On-line version ISSN 2448-8445Print version ISSN 0065-1737


GONZALEZ-VALDIVIA, Noel A. et al. Diurnal bird assemblages along a disturbance gradient in a landscape in Southeast Mexico. Acta Zool. Mex [online]. 2012, vol.28, n.2, pp.237-269. ISSN 2448-8445.

In order to assess of a Mexican tropical landscape like birds shelter, in the 2008 we evaluated richness, abundance, distribution and foraging guilds of birds in eight landscape units, nested within two ecomosaics. Of 218 species identified, 207 were recorded during dry season and 119 in the rain season. Species composition differed between the two ecomosaics, (a) heterogeneous agriculture matrix and (b) rain forest remnant, and among their nested landscape units. Shannon-Wiener index was similar (from 3.20 to 4.44) among landscape units, and mean species richness varied from 76 to 118 species, while avian communities were equally distributed (Pielou: 0.71 to 0.91).
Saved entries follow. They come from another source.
//! Resolution of configured relative paths into an absolute project layout.

use crate::types::{BundleSpec, ProjectConfig};
use std::path::{Path, PathBuf};

/// Directory under the project root holding Strata's own state.
const STATE_DIR: &str = ".strata";

/// Settings file inside [`STATE_DIR`].
const SETTINGS_FILE: &str = "settings.toml";

/// A project configuration with every directory resolved against the
/// project root.
///
/// Root order is preserved exactly as configured; nothing downstream
/// re-sorts it.
#[derive(Debug, Clone)]
pub struct ProjectLayout {
    /// The project root directory.
    pub project_dir: PathBuf,
    /// Directory whose sources pre-compile invalidates.
    pub primary_dir: PathBuf,
    /// Generated-source directory, the first root of every build.
    pub generated_dir: PathBuf,
    /// Directory swept for leftover compiled intermediates.
    pub staging_dir: PathBuf,
    /// Artifact cache root.
    pub cache_dir: PathBuf,
    /// Declared source roots in priority order (excluding the generated directory).
    pub roots: Vec<PathBuf>,
    /// Archive libraries in registration order.
    pub archives: Vec<PathBuf>,
    /// Bundles that may contribute vendor roots.
    pub bundles: Vec<BundleSpec>,
    /// Source file extension, without the dot.
    pub source_ext: String,
    /// Artifact file extension, without the dot.
    pub artifact_ext: String,
    /// Reserved archive metadata prefix.
    pub metadata_prefix: String,
    /// Symbols resolved by the dry pass.
    pub entry_points: Vec<String>,
}

impl ProjectLayout {
    /// Resolves `config` against `project_dir`.
    ///
    /// Absolute configured paths are kept as-is; relative ones are joined to
    /// the project directory.
    pub fn resolve(project_dir: &Path, config: &ProjectConfig) -> Self {
        let at = |p: &str| join_project(project_dir, p);

        let primary_dir = at(&config.sources.primary);
        let generated_dir = at(&config.sources.generated);
        let staging_dir = config
            .sources
            .staging
            .as_deref()
            .map(at)
            .unwrap_or_else(|| primary_dir.clone());
        let cache_dir = config
            .cache
            .dir
            .as_deref()
            .map(at)
            .unwrap_or_else(|| generated_dir.clone());

        let bundles = config
            .bundles
            .iter()
            .map(|b| BundleSpec {
                vendor: at(&b.vendor).to_string_lossy().into_owned(),
                ..b.clone()
            })
            .collect();

        Self {
            project_dir: project_dir.to_path_buf(),
            primary_dir,
            generated_dir,
            staging_dir,
            cache_dir,
            roots: config.sources.roots.iter().map(|r| at(r)).collect(),
            archives: config.archives.iter().map(|a| at(&a.path)).collect(),
            bundles,
            source_ext: config.compile.source_ext.clone(),
            artifact_ext: config.compile.artifact_ext.clone(),
            metadata_prefix: config.compile.metadata_prefix.clone(),
            entry_points: config.compile.entry_points.clone(),
        }
    }

    /// Returns the path of the persisted build settings file.
    pub fn settings_path(&self) -> PathBuf {
        self.project_dir.join(STATE_DIR).join(SETTINGS_FILE)
    }

    /// Returns `true` if `path` carries the configured source extension.
    pub fn is_source_file(&self, path: &Path) -> bool {
        has_extension(path, &self.source_ext)
    }

    /// Returns `true` if `path` carries the configured artifact extension.
    pub fn is_artifact_file(&self, path: &Path) -> bool {
        has_extension(path, &self.artifact_ext)
    }
}

fn join_project(project_dir: &Path, configured: &str) -> PathBuf {
    let p = Path::new(configured);
    if p.is_absolute() {
        p.to_path_buf()
    } else {
        project_dir.join(p)
    }
}

fn has_extension(path: &Path, ext: &str) -> bool {
    path.extension()
        .and_then(|e| e.to_str())
        .is_some_and(|e| e.eq_ignore_ascii_case(ext))
}

#[cfg(test)]
mod tests {
    use super::*;
    use crate::loader::load_config_from_str;

    fn layout(toml: &str) -> ProjectLayout {
        let config = load_config_from_str(toml).unwrap();
        ProjectLayout::resolve(Path::new("/work/shop"), &config)
    }

    #[test]
    fn defaults_resolve_under_project() {
        let l = layout("[project]\nname = \"shop\"\n");
        assert_eq!(l.primary_dir, PathBuf::from("/work/shop/src"));
        assert_eq!(l.generated_dir, PathBuf::from("/work/shop/src_generated"));
        assert_eq!(l.staging_dir, l.primary_dir);
        assert_eq!(l.cache_dir, l.generated_dir);
        assert_eq!(l.roots, vec![PathBuf::from("/work/shop/src")]);
        assert_eq!(
            l.settings_path(),
            PathBuf::from("/work/shop/.strata/settings.toml")
        );
    }

    #[test]
    fn absolute_paths_kept() {
        let l = layout(
            "[project]\nname = \"shop\"\n[cache]\ndir = \"/var/cache/shop\"\n[[archives]]\npath = \"/opt/lib/a.jar\"\n",
        );
        assert_eq!(l.cache_dir, PathBuf::from("/var/cache/shop"));
        assert_eq!(l.archives, vec![PathBuf::from("/opt/lib/a.jar")]);
    }

    #[test]
    fn root_order_preserved() {
        let l = layout("[project]\nname = \"shop\"\n[sources]\nroots = [\"z\", \"a\", \"m\"]\n");
        let names: Vec<_> = l
            .roots
            .iter()
            .map(|r| r.file_name().unwrap().to_string_lossy().into_owned())
            .collect();
        assert_eq!(names, ["z", "a", "m"]);
    }

    #[test]
    fn bundle_vendor_resolved() {
        let l = layout(
            "[project]\nname = \"shop\"\n[[bundles]]\nname = \"ui\"\nvendor = \"vendor/ui\"\n",
        );
        assert_eq!(l.bundles[0].vendor, "/work/shop/vendor/ui");
        assert_eq!(l.bundles[0].name, "ui");
    }

    #[test]
    fn extension_checks_ignore_case() {
        let l = layout("[project]\nname = \"shop\"\n");
        assert!(l.is_source_file(Path::new("a/B.PHP")));
        assert!(l.is_artifact_file(Path::new("a/B.phb")));
        assert!(!l.is_source_file(Path::new("a/B.phb")));
        assert!(!l.is_source_file(Path::new("a/php")));
    }
}
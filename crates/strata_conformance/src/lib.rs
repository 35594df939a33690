//! Conformance test helpers for the Strata build orchestrator.
//!
//! Provides an on-disk project fixture and a scripted compiler whose
//! behavior is driven by the unit source text, so integration tests can
//! describe a layered project and assert on the build that comes out.

#![warn(missing_docs)]

use std::fs;
use std::io::Write;
use std::path::{Path, PathBuf};
use std::sync::{Arc, Mutex};

use strata_cache::{ArtifactCache, BuildManifest};
use strata_common::{BuildEnv, UnitIdentity};
use strata_compile::{
    BuildSummary, CompileError, CompileOrchestrator, CompilerService, ConfigBundleProvider,
    Outcome, PreCompileReport, ResolutionHook, UnitSource,
};
use strata_config::{load_config_from_str, MemorySettingsStore, ProjectLayout};
use tempfile::TempDir;

/// Prefix the scripted compiler puts in front of every artifact.
pub const ARTIFACT_PREFIX: &[u8] = b"BC:";

/// A compiler driven by directives in the unit source.
///
/// Each line is checked in order:
/// - `use <Symbol>` asks the hook to resolve `<Symbol>`;
/// - `fail` rejects the unit with `syntax error` on that line;
/// - `panic` panics.
///
/// Anything else is ignored. The artifact is [`ARTIFACT_PREFIX`] followed by
/// the source bytes. Every call is recorded by logical path.
#[derive(Debug, Default)]
pub struct ScriptedCompiler {
    calls: Mutex<Vec<String>>,
}

impl ScriptedCompiler {
    /// Creates a compiler with an empty call record.
    pub fn new() -> Self {
        Self::default()
    }

    /// Returns the logical path of every unit compiled, in call order.
    pub fn calls(&self) -> Vec<String> {
        self.calls.lock().unwrap().clone()
    }

    /// Returns how many times `logical` was compiled (case-insensitive).
    pub fn call_count(&self, logical: &str) -> usize {
        self.calls
            .lock()
            .unwrap()
            .iter()
            .filter(|c| c.eq_ignore_ascii_case(logical))
            .count()
    }
}

impl CompilerService for ScriptedCompiler {
    fn compile_unit(
        &self,
        unit: &UnitSource,
        hook: &mut dyn ResolutionHook,
    ) -> Result<Vec<u8>, CompileError> {
        self.calls
            .lock()
            .unwrap()
            .push(unit.identity.logical_path().to_string());

        let text = String::from_utf8_lossy(&unit.bytes).into_owned();
        for (n, line) in text.lines().enumerate() {
            let line = line.trim();
            if let Some(symbol) = line.strip_prefix("use ") {
                hook.resolve(symbol.trim());
            } else if line == "fail" {
                return Err(CompileError::Rejected {
                    message: "syntax error".to_string(),
                    line: Some(n as u32 + 1),
                });
            } else if line == "panic" {
                panic!("scripted compiler panic in {}", unit.identity);
            }
        }

        let mut artifact = ARTIFACT_PREFIX.to_vec();
        artifact.extend_from_slice(&unit.bytes);
        Ok(artifact)
    }
}

/// A temporary project directory with a `strata.toml`.
pub struct ProjectFixture {
    dir: TempDir,
    config: String,
}

impl ProjectFixture {
    /// Creates a project named `fixture` with default layout.
    pub fn new() -> Self {
        let fixture = Self {
            dir: tempfile::tempdir().unwrap(),
            config: "[project]\nname = \"fixture\"\nversion = \"0.1.0\"\n".to_string(),
        };
        fixture.write_config();
        fixture
    }

    /// Appends raw TOML to `strata.toml`.
    pub fn with_config(mut self, toml: &str) -> Self {
        self.config.push_str(toml);
        self.config.push('\n');
        self.write_config();
        self
    }

    /// Declares the source roots, in priority order.
    pub fn with_roots(self, roots: &[&str]) -> Self {
        let list: Vec<String> = roots.iter().map(|r| format!("\"{r}\"")).collect();
        self.with_config(&format!("[sources]\nroots = [{}]", list.join(", ")))
    }

    /// Registers archives, in order.
    pub fn with_archives(mut self, archives: &[&str]) -> Self {
        for archive in archives {
            self = self.with_config(&format!("[[archives]]\npath = \"{archive}\""));
        }
        self
    }

    /// Returns the project root.
    pub fn path(&self) -> &Path {
        self.dir.path()
    }

    /// Writes a file relative to the project root.
    pub fn file(&self, rel: &str, content: &str) -> PathBuf {
        let path = self.dir.path().join(rel);
        fs::create_dir_all(path.parent().unwrap()).unwrap();
        fs::write(&path, content).unwrap();
        path
    }

    /// Writes a zip archive relative to the project root.
    pub fn archive(&self, rel: &str, entries: &[(&str, &str)]) -> PathBuf {
        let path = self.dir.path().join(rel);
        fs::create_dir_all(path.parent().unwrap()).unwrap();
        let mut zip = zip::ZipWriter::new(fs::File::create(&path).unwrap());
        for (name, content) in entries {
            zip.start_file(*name, zip::write::SimpleFileOptions::default())
                .unwrap();
            zip.write_all(content.as_bytes()).unwrap();
        }
        zip.finish().unwrap();
        path
    }

    /// Parses the current `strata.toml` and resolves the layout.
    pub fn layout(&self) -> ProjectLayout {
        let config = load_config_from_str(&self.config).unwrap();
        ProjectLayout::resolve(self.dir.path(), &config)
    }

    /// Builds an orchestrator with compile-to-cache enabled and bundles
    /// served from the configuration.
    pub fn orchestrator(&self, compiler: Arc<ScriptedCompiler>) -> CompileOrchestrator {
        let layout = self.layout();
        let bundles = ConfigBundleProvider::new(layout.bundles.clone());
        CompileOrchestrator::new(
            layout,
            Arc::new(MemorySettingsStore::with_compile_to_cache(true)),
            compiler,
        )
        .with_bundle_provider(Arc::new(bundles))
    }

    /// Returns the artifact cache of the current layout.
    pub fn cache(&self) -> ArtifactCache {
        let layout = self.layout();
        ArtifactCache::new(&layout.cache_dir, &layout.artifact_ext)
    }

    fn write_config(&self) {
        fs::write(self.dir.path().join("strata.toml"), &self.config).unwrap();
    }
}

impl Default for ProjectFixture {
    fn default() -> Self {
        Self::new()
    }
}

/// Outcome of a pre-compile + production compile on a fixture.
pub struct BuildRun {
    /// The pre-compile report.
    pub pre_compile: PreCompileReport,
    /// The compile summary.
    pub summary: BuildSummary,
    /// Lines written to the log sink.
    pub lines: Vec<String>,
    /// The manifest saved by the compile, if any.
    pub manifest: Option<BuildManifest>,
}

impl BuildRun {
    /// Logical paths with a `Compiled` event, sorted.
    pub fn compiled(&self) -> Vec<String> {
        self.with_outcome(Outcome::Compiled)
    }

    /// Logical paths with an `Error` event, sorted.
    pub fn failed(&self) -> Vec<String> {
        self.with_outcome(Outcome::Error)
    }

    fn with_outcome(&self, outcome: Outcome) -> Vec<String> {
        let mut ids: Vec<String> = self
            .summary
            .events
            .iter()
            .filter(|e| e.outcome == outcome)
            .map(|e| e.identity.clone())
            .collect();
        ids.sort();
        ids
    }
}

/// Runs pre-compile then a production compile, capturing log lines.
pub fn run_build(orchestrator: &CompileOrchestrator) -> BuildRun {
    let lines = Mutex::new(Vec::new());
    let sink = |line: &str| lines.lock().unwrap().push(line.to_string());
    let pre_compile = orchestrator.run_pre_compile().unwrap();
    let summary = orchestrator.run_compile(BuildEnv::Prod, Some(&sink)).unwrap();
    let manifest = BuildManifest::load(orchestrator.cache().cache_dir()).unwrap();
    BuildRun {
        pre_compile,
        summary,
        lines: lines.into_inner().unwrap(),
        manifest,
    }
}

/// Reads the cached artifact of `symbol`, if any.
pub fn artifact(cache: &ArtifactCache, symbol: &str) -> Option<Vec<u8>> {
    cache.read(&UnitIdentity::from_symbol(symbol))
}
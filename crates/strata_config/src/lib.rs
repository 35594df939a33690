//! Parsing and validation of `strata.toml` project configuration files.
//!
//! This crate reads the project configuration, resolves it into absolute
//! directories ([`ProjectLayout`]), and persists user-toggled build settings
//! through a [`SettingsStore`].

#![warn(missing_docs)]

pub mod error;
pub mod layout;
pub mod loader;
pub mod settings;
pub mod types;

pub use error::ConfigError;
pub use layout::ProjectLayout;
pub use loader::{load_config, load_config_from_str, CONFIG_FILE};
pub use settings::{FileSettingsStore, MemorySettingsStore, SettingsStore, COMPILE_TO_CACHE};
pub use types::*;
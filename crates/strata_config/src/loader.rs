//! Configuration file loading and validation.

use crate::error::ConfigError;
use crate::types::ProjectConfig;
use std::path::Path;

/// Name of the project configuration file.
pub const CONFIG_FILE: &str = "strata.toml";

/// Loads and validates a `strata.toml` configuration from a project directory.
pub fn load_config(project_dir: &Path) -> Result<ProjectConfig, ConfigError> {
    let config_path = project_dir.join(CONFIG_FILE);
    let content = std::fs::read_to_string(&config_path)?;
    load_config_from_str(&content)
}

/// Parses and validates a `strata.toml` configuration from a string.
///
/// Useful for testing without filesystem dependencies.
pub fn load_config_from_str(content: &str) -> Result<ProjectConfig, ConfigError> {
    let config: ProjectConfig =
        toml::from_str(content).map_err(|e| ConfigError::ParseError(e.to_string()))?;
    validate_config(&config)?;
    Ok(config)
}

/// Validates that required fields are present and unit naming is unambiguous.
fn validate_config(config: &ProjectConfig) -> Result<(), ConfigError> {
    if config.project.name.is_empty() {
        return Err(ConfigError::MissingField("project.name".to_string()));
    }

    let compile = &config.compile;
    for (field, ext) in [
        ("compile.source_ext", &compile.source_ext),
        ("compile.artifact_ext", &compile.artifact_ext),
    ] {
        if ext.is_empty() {
            return Err(ConfigError::MissingField(field.to_string()));
        }
        if ext.contains('.') || ext.contains('/') || ext.contains('\\') {
            return Err(ConfigError::ValidationError(format!(
                "{field} must be a bare extension, got '{ext}'"
            )));
        }
    }
    if compile.source_ext.eq_ignore_ascii_case(&compile.artifact_ext) {
        return Err(ConfigError::ValidationError(
            "compile.source_ext and compile.artifact_ext must differ".to_string(),
        ));
    }

    if let Some(compiler) = &config.compiler {
        if compiler.command.trim().is_empty() {
            return Err(ConfigError::MissingField("compiler.command".to_string()));
        }
    }

    if config.sources.roots.iter().any(|r| r.trim().is_empty()) {
        return Err(ConfigError::ValidationError(
            "sources.roots must not contain empty paths".to_string(),
        ));
    }

    Ok(())
}

#[cfg(test)]
mod tests {
    use super::*;

    #[test]
    fn parse_minimal_config() {
        let config = load_config_from_str("[project]\nname = \"shop\"\nversion = \"1.2.0\"\n").unwrap();
        assert_eq!(config.project.name, "shop");
        assert_eq!(config.project.version, "1.2.0");
    }

    #[test]
    fn parse_full_config() {
        let toml = r#"
[project]
name = "shop"
version = "0.1.0"

[sources]
primary = "src"
generated = "src_generated"
staging = "src/app"
roots = ["src", "shared"]

[cache]
dir = "build/bytecode"

[compile]
source_ext = "php"
artifact_ext = "phb"
metadata_prefix = "JPHP-INF/"
entry_points = ["app\\Main"]

[compiler]
command = "jphp-compile"
args = ["--optimize"]

[[archives]]
path = "lib/gui.jar"

[[bundles]]
name = "ui"
vendor = "vendor/ui"
envs = ["prod", "test"]
"#;
        let config = load_config_from_str(toml).unwrap();
        assert_eq!(config.sources.staging.as_deref(), Some("src/app"));
        assert_eq!(config.sources.roots.len(), 2);
        assert_eq!(config.cache.dir.as_deref(), Some("build/bytecode"));
        assert_eq!(config.compile.entry_points, vec!["app\\Main"]);
        let compiler = config.compiler.unwrap();
        assert_eq!(compiler.command, "jphp-compile");
        assert_eq!(compiler.args, vec!["--optimize"]);
        assert_eq!(config.archives.len(), 1);
        assert_eq!(config.bundles[0].envs.len(), 2);
    }

    #[test]
    fn missing_name_errors() {
        let err = load_config_from_str("[project]\nname = \"\"\n").unwrap_err();
        assert!(matches!(err, ConfigError::MissingField(_)));
    }

    #[test]
    fn same_extensions_rejected() {
        let toml = "[project]\nname = \"x\"\n[compile]\nsource_ext = \"php\"\nartifact_ext = \"PHP\"\n";
        let err = load_config_from_str(toml).unwrap_err();
        assert!(matches!(err, ConfigError::ValidationError(_)));
    }

    #[test]
    fn dotted_extension_rejected() {
        let toml = "[project]\nname = \"x\"\n[compile]\nartifact_ext = \".phb\"\n";
        let err = load_config_from_str(toml).unwrap_err();
        assert!(matches!(err, ConfigError::ValidationError(_)));
    }

    #[test]
    fn empty_compiler_command_errors() {
        let toml = "[project]\nname = \"x\"\n[compiler]\ncommand = \"  \"\n";
        let err = load_config_from_str(toml).unwrap_err();
        assert!(matches!(err, ConfigError::MissingField(_)));
    }

    #[test]
    fn empty_root_rejected() {
        let toml = "[project]\nname = \"x\"\n[sources]\nroots = [\"src\", \"\"]\n";
        let err = load_config_from_str(toml).unwrap_err();
        assert!(matches!(err, ConfigError::ValidationError(_)));
    }

    #[test]
    fn invalid_toml_errors() {
        let err = load_config_from_str("this is not valid toml {{{}}}").unwrap_err();
        assert!(matches!(err, ConfigError::ParseError(_)));
    }

    #[test]
    fn io_error_from_nonexistent_dir() {
        let err = load_config(Path::new("/nonexistent/dir")).unwrap_err();
        assert!(matches!(err, ConfigError::IoError(_)));
    }

    #[test]
    fn load_from_project_dir() {
        let dir = tempfile::tempdir().unwrap();
        std::fs::write(dir.path().join(CONFIG_FILE), "[project]\nname = \"disk\"\n").unwrap();
        let config = load_config(dir.path()).unwrap();
        assert_eq!(config.project.name, "disk");
    }
}
//! The pluggable single-unit compiler and the isolation boundary around it.
//!
//! A [`CompilerService`] turns one unit's source bytes into artifact bytes.
//! While it runs it may report symbols the unit references through a
//! [`ResolutionHook`]; the build answers by compiling those units
//! synchronously, before the referencing unit's result is stored.

use std::any::Any;
use std::fmt;
use std::io::Write;
use std::panic::{self, AssertUnwindSafe};
use std::path::PathBuf;
use std::process::{Command, Stdio};

use strata_common::UnitIdentity;
use strata_resolve::ArchiveEntryRef;

/// Prefix of compiler stderr lines that report a referenced symbol.
pub const REFERENCE_MARKER: &str = "@ref ";

/// Where a unit's source came from.
#[derive(Debug, Clone, PartialEq, Eq)]
pub enum UnitOrigin {
    /// A file under a source root.
    Root {
        /// Priority of the providing root.
        priority: usize,
        /// Absolute path of the source file.
        path: PathBuf,
    },
    /// An entry inside an archive library.
    Archive(ArchiveEntryRef),
}

impl fmt::Display for UnitOrigin {
    fn fmt(&self, f: &mut fmt::Formatter<'_>) -> fmt::Result {
        match self {
            UnitOrigin::Root { path, .. } => write!(f, "{}", path.display()),
            UnitOrigin::Archive(entry) => write!(f, "{entry}"),
        }
    }
}

/// One unit ready for compilation.
#[derive(Debug, Clone)]
pub struct UnitSource {
    /// The unit identity.
    pub identity: UnitIdentity,
    /// Where the bytes came from.
    pub origin: UnitOrigin,
    /// Raw source bytes.
    pub bytes: Vec<u8>,
}

/// Callback a compiler service invokes for each symbol a unit references.
pub trait ResolutionHook {
    /// Asks the build to make `symbol` available.
    ///
    /// Returns `true` if the symbol is (now) resolved, `false` if no root
    /// or archive provides it. A miss is not an error.
    fn resolve(&mut self, symbol: &str) -> bool;
}

/// A hook that resolves nothing.
#[derive(Debug, Default, Clone, Copy)]
pub struct NoResolution;

impl ResolutionHook for NoResolution {
    fn resolve(&mut self, _symbol: &str) -> bool {
        false
    }
}

/// Why a single unit failed to compile.
#[derive(Debug, Clone, PartialEq, Eq, thiserror::Error)]
pub enum CompileError {
    /// The compiler rejected the unit.
    #[error("{message}")]
    Rejected {
        /// Compiler message.
        message: String,
        /// Line in the unit the message refers to, if known.
        line: Option<u32>,
    },

    /// The compiler service panicked.
    #[error("compiler panicked: {message}")]
    Panicked {
        /// The panic payload, if it was a string.
        message: String,
    },

    /// The external compiler could not be started or talked to.
    #[error("failed to run compiler '{command}': {reason}")]
    Process {
        /// The configured command.
        command: String,
        /// Description of the failure.
        reason: String,
    },

    /// The unit's bytes could not be obtained.
    #[error("unable to read source: {reason}")]
    Source {
        /// Description of the failure.
        reason: String,
    },
}

impl CompileError {
    /// Creates a [`CompileError::Rejected`] without a line.
    pub fn rejected(message: impl Into<String>) -> Self {
        CompileError::Rejected {
            message: message.into(),
            line: None,
        }
    }

    /// Returns the source line the error refers to, if any.
    pub fn line(&self) -> Option<u32> {
        match self {
            CompileError::Rejected { line, .. } => *line,
            _ => None,
        }
    }
}

/// Compiles one unit to artifact bytes.
pub trait CompilerService: Send + Sync {
    /// Compiles `unit`, reporting referenced symbols to `hook`.
    fn compile_unit(
        &self,
        unit: &UnitSource,
        hook: &mut dyn ResolutionHook,
    ) -> Result<Vec<u8>, CompileError>;
}

/// Runs `service` on `unit`, turning a panic into [`CompileError::Panicked`].
pub fn compile_isolated(
    service: &dyn CompilerService,
    unit: &UnitSource,
    hook: &mut dyn ResolutionHook,
) -> Result<Vec<u8>, CompileError> {
    panic::catch_unwind(AssertUnwindSafe(|| service.compile_unit(unit, hook))).unwrap_or_else(
        |payload| {
            Err(CompileError::Panicked {
                message: panic_message(payload.as_ref()),
            })
        },
    )
}

/// Extracts the message of a caught panic.
pub(crate) fn panic_message(payload: &(dyn Any + Send)) -> String {
    payload
        .downcast_ref::<&str>()
        .map(|s| s.to_string())
        .or_else(|| payload.downcast_ref::<String>().cloned())
        .unwrap_or_else(|| "non-string panic payload".to_string())
}

/// A [`CompilerService`] that runs an external command once per unit.
///
/// The unit source is written to the child's stdin and the artifact is read
/// from its stdout. Each stderr line starting with `@ref ` names a referenced
/// symbol; these are passed to the hook after the child exits successfully.
/// A non-zero exit is a rejection whose message is the remaining stderr; a
/// trailing `:<line>` on the last stderr line is taken as the line number.
///
/// The child sees the unit's logical path in `STRATA_UNIT`.
#[derive(Debug, Clone)]
pub struct ProcessCompiler {
    command: String,
    args: Vec<String>,
}

impl ProcessCompiler {
    /// Creates a compiler invoking `command` with `args`.
    pub fn new(command: &str, args: &[String]) -> Self {
        Self {
            command: command.to_string(),
            args: args.to_vec(),
        }
    }

    fn process_err(&self, reason: impl fmt::Display) -> CompileError {
        CompileError::Process {
            command: self.command.clone(),
            reason: reason.to_string(),
        }
    }
}

impl CompilerService for ProcessCompiler {
    fn compile_unit(
        &self,
        unit: &UnitSource,
        hook: &mut dyn ResolutionHook,
    ) -> Result<Vec<u8>, CompileError> {
        let mut child = Command::new(&self.command)
            .args(&self.args)
            .env("STRATA_UNIT", unit.identity.logical_path())
            .stdin(Stdio::piped())
            .stdout(Stdio::piped())
            .stderr(Stdio::piped())
            .spawn()
            .map_err(|e| self.process_err(e))?;

        let mut stdin = child
            .stdin
            .take()
            .ok_or_else(|| self.process_err("stdin not captured"))?;
        let bytes = unit.bytes.clone();
        let writer = std::thread::spawn(move || stdin.write_all(&bytes));

        let output = child.wait_with_output().map_err(|e| self.process_err(e))?;
        match writer.join() {
            Ok(Ok(())) => {}
            // The child may exit without draining stdin; its status decides.
            Ok(Err(e)) if e.kind() == std::io::ErrorKind::BrokenPipe => {}
            Ok(Err(e)) => return Err(self.process_err(e)),
            Err(_) => return Err(self.process_err("stdin writer panicked")),
        }

        let stderr = String::from_utf8_lossy(&output.stderr);
        let (references, diagnostics) = split_stderr(&stderr);

        if !output.status.success() {
            return Err(rejection(&diagnostics, output.status.code()));
        }

        for symbol in references {
            if !hook.resolve(symbol) {
                tracing::debug!(unit = %unit.identity, symbol, "reference not found");
            }
        }
        Ok(output.stdout)
    }
}

fn split_stderr(stderr: &str) -> (Vec<&str>, Vec<&str>) {
    let mut references = Vec::new();
    let mut diagnostics = Vec::new();
    for line in stderr.lines() {
        match line.strip_prefix(REFERENCE_MARKER) {
            Some(symbol) if !symbol.trim().is_empty() => references.push(symbol.trim()),
            Some(_) => {}
            None if line.trim().is_empty() => {}
            None => diagnostics.push(line),
        }
    }
    (references, diagnostics)
}

fn rejection(diagnostics: &[&str], code: Option<i32>) -> CompileError {
    let Some(last) = diagnostics.last() else {
        let message = match code {
            Some(code) => format!("compiler exited with status {code}"),
            None => "compiler terminated by signal".to_string(),
        };
        return CompileError::rejected(message);
    };

    let line = last
        .rsplit_once(':')
        .and_then(|(_, n)| n.trim().parse::<u32>().ok());
    let message = match (line, last.rsplit_once(':')) {
        (Some(_), Some((head, _))) => {
            let mut lines: Vec<&str> = diagnostics[..diagnostics.len() - 1].to_vec();
            lines.push(head);
            lines.join("; ")
        }
        _ => diagnostics.join("; "),
    };
    CompileError::Rejected { message, line }
}
//! On-disk artifact cache for compiled units.
//!
//! The cache root mirrors source-relative logical paths with the artifact
//! extension. Alongside the artifacts it keeps the ignore-list written by each
//! pre-compile pass and a manifest of what the last compile produced.

#![warn(missing_docs)]

pub mod artifact;
pub mod error;
pub mod ignore;
pub mod manifest;

pub use artifact::{write_artifact_file, ArtifactCache};
pub use error::CacheError;
pub use ignore::{CacheIgnoreList, IGNORE_FILE};
pub use manifest::{ArtifactRecord, BuildManifest, OriginKind, MANIFEST_FILE};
At the landscape scale, the two ecomosaics play complementary roles in maintaining high bird diversity, providing habitat for high value conservation species like Tinamus major, Crypturellus soui, Crax rubra, Amazona farinosa, Odonthophorus guttatus, Chondrohierax uncinatus, Platyrinchus cancrominus, Onycorhynchus coronatus and Manacus candei. Foraging guilds frequencies differ by landscape units. For example in pasturelands with spare trees, perch hunters and cattle-associated birds were abundant, while insectivores gleaning from soil, bark and foliage were common into the forest. Species like Lipaugus unirufus, Pipra mentalis and Shiffornis turdinus could be ecological indicators of conserved forest conditions while Sporophila americana, S. torqueola, Pitangus sulphuratus, Cyanocorax morio and Crotophaga sulcirostris favor disturbed native forest habitat. Current patterns of landscape management constitute a potential model of sustainable management for both agricultural production and bird conservation. However this management model is threatened by external and internal drivers of extensive cattle ranching, the abandonment of swidden systems and gradual extraction of wood from local forests.

Keywords : tropical forest; birds' diversity; landscape ecology; heterogeneity; foraging guilds.